#### EXERCISE OBJECTIVE
Copy out, word for word, the lines from the start of the data below through the line containing "use std::fmt;", and no others.

#### DATA FOR PROCESSING
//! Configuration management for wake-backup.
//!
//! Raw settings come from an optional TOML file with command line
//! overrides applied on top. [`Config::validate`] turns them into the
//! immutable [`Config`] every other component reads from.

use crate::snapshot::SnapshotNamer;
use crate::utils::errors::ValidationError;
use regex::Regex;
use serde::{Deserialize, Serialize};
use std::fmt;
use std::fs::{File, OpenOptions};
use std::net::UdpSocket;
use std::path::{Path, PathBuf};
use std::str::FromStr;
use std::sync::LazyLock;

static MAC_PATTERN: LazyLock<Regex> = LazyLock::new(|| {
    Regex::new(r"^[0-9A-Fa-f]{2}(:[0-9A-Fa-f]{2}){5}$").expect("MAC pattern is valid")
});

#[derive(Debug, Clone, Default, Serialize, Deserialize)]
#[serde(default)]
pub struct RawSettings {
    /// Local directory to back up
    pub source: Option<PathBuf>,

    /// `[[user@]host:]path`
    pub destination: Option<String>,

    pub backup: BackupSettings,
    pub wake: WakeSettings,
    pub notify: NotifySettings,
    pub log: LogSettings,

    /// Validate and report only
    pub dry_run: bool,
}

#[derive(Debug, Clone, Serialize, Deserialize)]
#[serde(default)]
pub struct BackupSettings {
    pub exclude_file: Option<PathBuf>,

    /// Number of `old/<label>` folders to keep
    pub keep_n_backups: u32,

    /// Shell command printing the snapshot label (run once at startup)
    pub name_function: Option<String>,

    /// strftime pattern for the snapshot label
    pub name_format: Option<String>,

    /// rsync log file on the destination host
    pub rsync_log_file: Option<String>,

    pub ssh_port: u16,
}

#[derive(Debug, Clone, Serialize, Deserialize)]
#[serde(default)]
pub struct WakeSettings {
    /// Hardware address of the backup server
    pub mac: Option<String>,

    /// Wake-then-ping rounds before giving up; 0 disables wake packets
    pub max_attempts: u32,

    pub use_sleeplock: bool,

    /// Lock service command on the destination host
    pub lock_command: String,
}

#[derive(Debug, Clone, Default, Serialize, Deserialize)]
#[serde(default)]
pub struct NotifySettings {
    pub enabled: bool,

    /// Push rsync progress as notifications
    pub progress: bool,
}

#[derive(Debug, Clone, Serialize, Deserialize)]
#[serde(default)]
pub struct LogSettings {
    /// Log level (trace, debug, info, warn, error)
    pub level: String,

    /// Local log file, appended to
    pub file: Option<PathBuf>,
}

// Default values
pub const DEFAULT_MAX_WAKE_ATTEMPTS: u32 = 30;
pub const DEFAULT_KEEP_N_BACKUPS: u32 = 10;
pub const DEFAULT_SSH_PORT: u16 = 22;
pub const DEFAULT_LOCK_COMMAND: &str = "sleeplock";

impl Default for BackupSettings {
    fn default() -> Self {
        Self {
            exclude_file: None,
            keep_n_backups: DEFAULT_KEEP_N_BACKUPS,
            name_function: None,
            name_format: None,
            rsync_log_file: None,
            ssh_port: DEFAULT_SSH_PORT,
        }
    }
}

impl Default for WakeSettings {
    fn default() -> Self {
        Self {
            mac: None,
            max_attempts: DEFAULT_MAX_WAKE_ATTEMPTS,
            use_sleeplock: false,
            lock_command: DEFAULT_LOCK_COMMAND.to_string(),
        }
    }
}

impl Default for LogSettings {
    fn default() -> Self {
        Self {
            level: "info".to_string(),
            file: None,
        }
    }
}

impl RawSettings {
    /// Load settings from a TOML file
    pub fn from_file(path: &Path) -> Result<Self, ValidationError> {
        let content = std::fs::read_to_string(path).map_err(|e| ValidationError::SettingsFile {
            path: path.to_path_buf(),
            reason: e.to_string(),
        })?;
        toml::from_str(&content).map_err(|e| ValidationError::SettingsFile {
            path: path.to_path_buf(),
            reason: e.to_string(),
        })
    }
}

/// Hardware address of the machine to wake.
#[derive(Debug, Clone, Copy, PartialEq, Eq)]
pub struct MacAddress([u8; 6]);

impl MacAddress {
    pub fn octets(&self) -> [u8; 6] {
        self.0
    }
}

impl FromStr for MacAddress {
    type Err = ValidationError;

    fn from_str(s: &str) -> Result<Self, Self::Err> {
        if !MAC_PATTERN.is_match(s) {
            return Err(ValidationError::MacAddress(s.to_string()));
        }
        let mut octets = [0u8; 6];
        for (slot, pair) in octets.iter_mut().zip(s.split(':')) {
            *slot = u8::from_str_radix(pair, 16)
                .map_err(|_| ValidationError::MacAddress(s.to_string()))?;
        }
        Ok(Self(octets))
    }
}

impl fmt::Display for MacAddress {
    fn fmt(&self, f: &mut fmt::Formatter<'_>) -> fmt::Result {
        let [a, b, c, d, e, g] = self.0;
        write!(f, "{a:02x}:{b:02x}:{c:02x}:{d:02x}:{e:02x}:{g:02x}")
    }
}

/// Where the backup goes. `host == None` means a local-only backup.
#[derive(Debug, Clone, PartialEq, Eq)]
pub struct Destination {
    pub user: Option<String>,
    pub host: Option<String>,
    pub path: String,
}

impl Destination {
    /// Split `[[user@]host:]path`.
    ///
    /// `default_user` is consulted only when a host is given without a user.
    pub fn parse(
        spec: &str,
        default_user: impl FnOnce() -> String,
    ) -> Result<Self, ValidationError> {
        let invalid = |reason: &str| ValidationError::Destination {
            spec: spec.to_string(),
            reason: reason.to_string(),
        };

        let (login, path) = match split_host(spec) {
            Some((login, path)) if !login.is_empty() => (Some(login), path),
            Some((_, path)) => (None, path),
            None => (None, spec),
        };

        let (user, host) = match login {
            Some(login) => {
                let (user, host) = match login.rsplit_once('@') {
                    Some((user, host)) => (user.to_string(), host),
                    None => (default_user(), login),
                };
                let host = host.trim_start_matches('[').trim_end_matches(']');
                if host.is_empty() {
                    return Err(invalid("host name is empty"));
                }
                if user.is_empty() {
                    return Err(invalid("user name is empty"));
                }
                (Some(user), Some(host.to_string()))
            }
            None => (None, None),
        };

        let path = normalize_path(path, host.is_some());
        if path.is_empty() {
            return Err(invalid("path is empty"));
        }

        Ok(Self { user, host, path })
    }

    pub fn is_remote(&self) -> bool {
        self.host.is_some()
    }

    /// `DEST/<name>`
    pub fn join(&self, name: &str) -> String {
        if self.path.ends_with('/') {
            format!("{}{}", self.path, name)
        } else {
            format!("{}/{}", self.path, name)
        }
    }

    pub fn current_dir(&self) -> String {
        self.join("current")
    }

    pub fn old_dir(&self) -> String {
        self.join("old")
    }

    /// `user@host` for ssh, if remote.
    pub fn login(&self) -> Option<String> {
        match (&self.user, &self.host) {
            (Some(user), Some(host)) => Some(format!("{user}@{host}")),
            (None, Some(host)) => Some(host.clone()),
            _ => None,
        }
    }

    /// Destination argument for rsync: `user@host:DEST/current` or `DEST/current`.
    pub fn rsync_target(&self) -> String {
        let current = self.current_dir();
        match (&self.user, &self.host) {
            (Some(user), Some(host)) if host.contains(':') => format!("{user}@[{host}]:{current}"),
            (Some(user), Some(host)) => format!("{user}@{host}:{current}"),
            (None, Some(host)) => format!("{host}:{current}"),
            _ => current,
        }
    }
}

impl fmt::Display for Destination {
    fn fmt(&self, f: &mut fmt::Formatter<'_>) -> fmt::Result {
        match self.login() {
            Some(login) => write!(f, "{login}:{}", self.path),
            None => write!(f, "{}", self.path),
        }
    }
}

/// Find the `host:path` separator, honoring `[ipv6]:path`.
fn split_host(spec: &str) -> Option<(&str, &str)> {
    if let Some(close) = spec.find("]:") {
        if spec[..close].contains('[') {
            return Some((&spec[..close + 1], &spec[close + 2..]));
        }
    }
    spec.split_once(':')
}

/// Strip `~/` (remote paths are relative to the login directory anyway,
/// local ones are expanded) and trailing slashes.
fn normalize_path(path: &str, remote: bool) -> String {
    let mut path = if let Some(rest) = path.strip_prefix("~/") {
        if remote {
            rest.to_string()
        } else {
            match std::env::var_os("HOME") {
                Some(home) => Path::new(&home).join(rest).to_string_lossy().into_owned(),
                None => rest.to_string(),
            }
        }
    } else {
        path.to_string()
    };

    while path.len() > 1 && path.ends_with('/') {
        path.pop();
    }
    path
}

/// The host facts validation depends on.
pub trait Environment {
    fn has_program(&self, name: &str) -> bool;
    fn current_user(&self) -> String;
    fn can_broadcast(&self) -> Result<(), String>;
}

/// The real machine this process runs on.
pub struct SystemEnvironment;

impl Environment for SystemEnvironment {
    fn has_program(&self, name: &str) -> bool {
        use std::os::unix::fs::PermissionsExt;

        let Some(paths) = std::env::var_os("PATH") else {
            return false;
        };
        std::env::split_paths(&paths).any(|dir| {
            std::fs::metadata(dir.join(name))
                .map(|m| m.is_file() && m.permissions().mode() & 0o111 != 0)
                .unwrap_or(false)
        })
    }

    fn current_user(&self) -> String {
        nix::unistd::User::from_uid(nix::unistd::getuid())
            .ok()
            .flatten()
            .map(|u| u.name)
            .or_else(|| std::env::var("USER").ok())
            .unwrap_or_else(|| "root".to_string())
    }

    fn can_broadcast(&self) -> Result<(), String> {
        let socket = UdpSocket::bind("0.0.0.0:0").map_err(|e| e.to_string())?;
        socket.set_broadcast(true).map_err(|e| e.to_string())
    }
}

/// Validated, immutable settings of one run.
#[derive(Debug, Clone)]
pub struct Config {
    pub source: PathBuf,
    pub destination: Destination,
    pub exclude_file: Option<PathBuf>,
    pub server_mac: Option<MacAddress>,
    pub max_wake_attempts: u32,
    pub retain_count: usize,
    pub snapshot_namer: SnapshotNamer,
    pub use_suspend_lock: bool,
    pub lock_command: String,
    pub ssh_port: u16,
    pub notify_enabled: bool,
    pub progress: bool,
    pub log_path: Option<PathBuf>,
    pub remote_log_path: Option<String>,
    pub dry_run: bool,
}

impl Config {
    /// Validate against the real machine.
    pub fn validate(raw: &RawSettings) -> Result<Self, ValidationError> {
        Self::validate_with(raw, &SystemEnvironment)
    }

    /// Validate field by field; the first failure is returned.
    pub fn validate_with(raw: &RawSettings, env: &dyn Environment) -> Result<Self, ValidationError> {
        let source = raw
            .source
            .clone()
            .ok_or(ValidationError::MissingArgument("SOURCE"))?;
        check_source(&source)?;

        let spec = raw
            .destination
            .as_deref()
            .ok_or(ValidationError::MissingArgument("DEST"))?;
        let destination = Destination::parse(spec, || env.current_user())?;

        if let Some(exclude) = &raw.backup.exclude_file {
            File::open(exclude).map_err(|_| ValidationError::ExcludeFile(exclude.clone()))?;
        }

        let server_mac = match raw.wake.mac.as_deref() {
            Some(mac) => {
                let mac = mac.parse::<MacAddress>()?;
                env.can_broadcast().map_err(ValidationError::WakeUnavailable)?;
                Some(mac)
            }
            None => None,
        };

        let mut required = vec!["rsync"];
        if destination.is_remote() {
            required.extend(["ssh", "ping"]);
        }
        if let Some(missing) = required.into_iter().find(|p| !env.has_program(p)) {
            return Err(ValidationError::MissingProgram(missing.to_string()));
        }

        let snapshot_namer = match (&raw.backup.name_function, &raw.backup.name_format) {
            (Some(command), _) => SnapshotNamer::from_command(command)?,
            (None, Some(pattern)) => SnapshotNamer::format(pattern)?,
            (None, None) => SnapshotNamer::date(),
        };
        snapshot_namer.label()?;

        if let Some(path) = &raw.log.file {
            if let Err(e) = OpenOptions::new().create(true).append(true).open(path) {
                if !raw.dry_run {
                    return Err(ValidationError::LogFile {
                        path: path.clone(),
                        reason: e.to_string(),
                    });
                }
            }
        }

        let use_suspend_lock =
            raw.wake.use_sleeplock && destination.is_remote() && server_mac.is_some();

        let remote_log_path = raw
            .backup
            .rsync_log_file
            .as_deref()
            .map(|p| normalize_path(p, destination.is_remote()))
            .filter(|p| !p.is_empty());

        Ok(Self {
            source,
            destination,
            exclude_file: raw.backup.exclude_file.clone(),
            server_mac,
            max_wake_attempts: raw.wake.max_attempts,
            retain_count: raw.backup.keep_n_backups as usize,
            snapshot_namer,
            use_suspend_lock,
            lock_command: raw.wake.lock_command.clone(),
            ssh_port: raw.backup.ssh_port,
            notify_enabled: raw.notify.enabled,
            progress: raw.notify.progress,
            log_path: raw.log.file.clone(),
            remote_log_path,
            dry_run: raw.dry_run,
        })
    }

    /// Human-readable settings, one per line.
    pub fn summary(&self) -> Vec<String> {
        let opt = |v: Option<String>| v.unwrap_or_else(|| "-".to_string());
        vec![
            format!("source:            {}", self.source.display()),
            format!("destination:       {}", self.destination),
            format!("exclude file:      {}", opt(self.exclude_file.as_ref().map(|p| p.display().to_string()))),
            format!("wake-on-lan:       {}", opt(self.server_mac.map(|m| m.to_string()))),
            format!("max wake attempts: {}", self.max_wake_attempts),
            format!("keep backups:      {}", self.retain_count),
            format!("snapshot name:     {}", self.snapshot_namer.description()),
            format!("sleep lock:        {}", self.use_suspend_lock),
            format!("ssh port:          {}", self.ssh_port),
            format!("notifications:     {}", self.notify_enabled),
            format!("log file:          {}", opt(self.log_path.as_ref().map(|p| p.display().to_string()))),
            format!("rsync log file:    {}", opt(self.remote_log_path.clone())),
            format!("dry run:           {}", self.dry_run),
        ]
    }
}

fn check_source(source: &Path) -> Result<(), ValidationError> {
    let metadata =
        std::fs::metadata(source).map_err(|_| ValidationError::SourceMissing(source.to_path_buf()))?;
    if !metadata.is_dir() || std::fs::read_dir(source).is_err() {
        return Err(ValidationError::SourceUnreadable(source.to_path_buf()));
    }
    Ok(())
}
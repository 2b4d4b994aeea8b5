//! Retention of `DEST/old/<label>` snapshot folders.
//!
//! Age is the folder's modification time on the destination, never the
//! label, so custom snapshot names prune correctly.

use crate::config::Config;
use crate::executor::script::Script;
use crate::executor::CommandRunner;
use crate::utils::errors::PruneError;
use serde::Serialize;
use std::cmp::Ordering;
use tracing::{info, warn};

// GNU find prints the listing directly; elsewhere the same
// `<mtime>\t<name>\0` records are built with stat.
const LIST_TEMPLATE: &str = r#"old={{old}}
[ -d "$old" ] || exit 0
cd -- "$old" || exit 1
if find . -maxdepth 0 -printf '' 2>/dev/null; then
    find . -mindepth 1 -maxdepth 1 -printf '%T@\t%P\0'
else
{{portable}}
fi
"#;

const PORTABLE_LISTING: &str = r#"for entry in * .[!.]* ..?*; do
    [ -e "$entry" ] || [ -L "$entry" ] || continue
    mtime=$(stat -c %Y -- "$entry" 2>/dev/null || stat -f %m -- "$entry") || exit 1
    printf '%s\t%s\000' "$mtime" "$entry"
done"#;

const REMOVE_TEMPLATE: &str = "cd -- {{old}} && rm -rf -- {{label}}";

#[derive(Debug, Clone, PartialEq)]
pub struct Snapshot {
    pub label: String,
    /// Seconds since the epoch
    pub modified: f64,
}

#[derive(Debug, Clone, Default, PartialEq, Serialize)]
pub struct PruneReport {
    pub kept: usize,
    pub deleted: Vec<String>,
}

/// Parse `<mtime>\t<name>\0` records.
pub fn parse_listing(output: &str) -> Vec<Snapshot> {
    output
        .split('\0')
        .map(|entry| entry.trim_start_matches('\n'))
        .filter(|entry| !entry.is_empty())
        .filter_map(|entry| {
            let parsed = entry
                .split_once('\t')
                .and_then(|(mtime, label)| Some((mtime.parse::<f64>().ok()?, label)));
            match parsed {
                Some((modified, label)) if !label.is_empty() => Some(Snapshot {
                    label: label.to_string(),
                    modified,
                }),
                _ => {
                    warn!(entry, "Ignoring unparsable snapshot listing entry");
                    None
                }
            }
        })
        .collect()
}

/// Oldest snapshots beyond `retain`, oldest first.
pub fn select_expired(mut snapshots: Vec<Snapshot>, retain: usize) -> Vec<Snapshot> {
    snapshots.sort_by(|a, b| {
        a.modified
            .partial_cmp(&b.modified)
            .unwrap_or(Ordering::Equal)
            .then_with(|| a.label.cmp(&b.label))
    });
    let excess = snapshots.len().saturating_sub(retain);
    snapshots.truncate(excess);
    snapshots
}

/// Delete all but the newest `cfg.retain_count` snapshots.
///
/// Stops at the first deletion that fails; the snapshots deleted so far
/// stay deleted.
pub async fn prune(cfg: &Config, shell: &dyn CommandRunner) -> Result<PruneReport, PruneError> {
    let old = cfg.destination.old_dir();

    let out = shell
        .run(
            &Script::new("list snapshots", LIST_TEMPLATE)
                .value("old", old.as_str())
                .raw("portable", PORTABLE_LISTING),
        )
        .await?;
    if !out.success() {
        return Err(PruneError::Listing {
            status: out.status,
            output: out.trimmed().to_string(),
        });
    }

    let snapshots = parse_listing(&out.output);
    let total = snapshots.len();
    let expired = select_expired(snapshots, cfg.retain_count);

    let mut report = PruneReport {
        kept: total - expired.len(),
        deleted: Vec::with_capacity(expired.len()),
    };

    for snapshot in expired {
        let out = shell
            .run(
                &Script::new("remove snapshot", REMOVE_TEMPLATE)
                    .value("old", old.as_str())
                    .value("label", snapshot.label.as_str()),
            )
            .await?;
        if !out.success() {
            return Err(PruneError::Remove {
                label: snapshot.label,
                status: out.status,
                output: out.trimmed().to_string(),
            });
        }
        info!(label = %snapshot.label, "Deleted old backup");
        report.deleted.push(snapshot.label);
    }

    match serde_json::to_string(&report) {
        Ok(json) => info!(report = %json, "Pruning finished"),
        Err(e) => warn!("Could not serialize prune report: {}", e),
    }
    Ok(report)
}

#### YOUR SOLUTION
//! Configuration management for wake-backup.
//!
//! Raw settings come from an optional TOML file with command line
//! overrides applied on top. [`Config::validate`] turns them into the
//! immutable [`Config`] every other component reads from.

use crate::snapshot::SnapshotNamer;
use crate::utils::errors::ValidationError;
use regex::Regex;
use serde::{Deserialize, Serialize};
use std::fmt;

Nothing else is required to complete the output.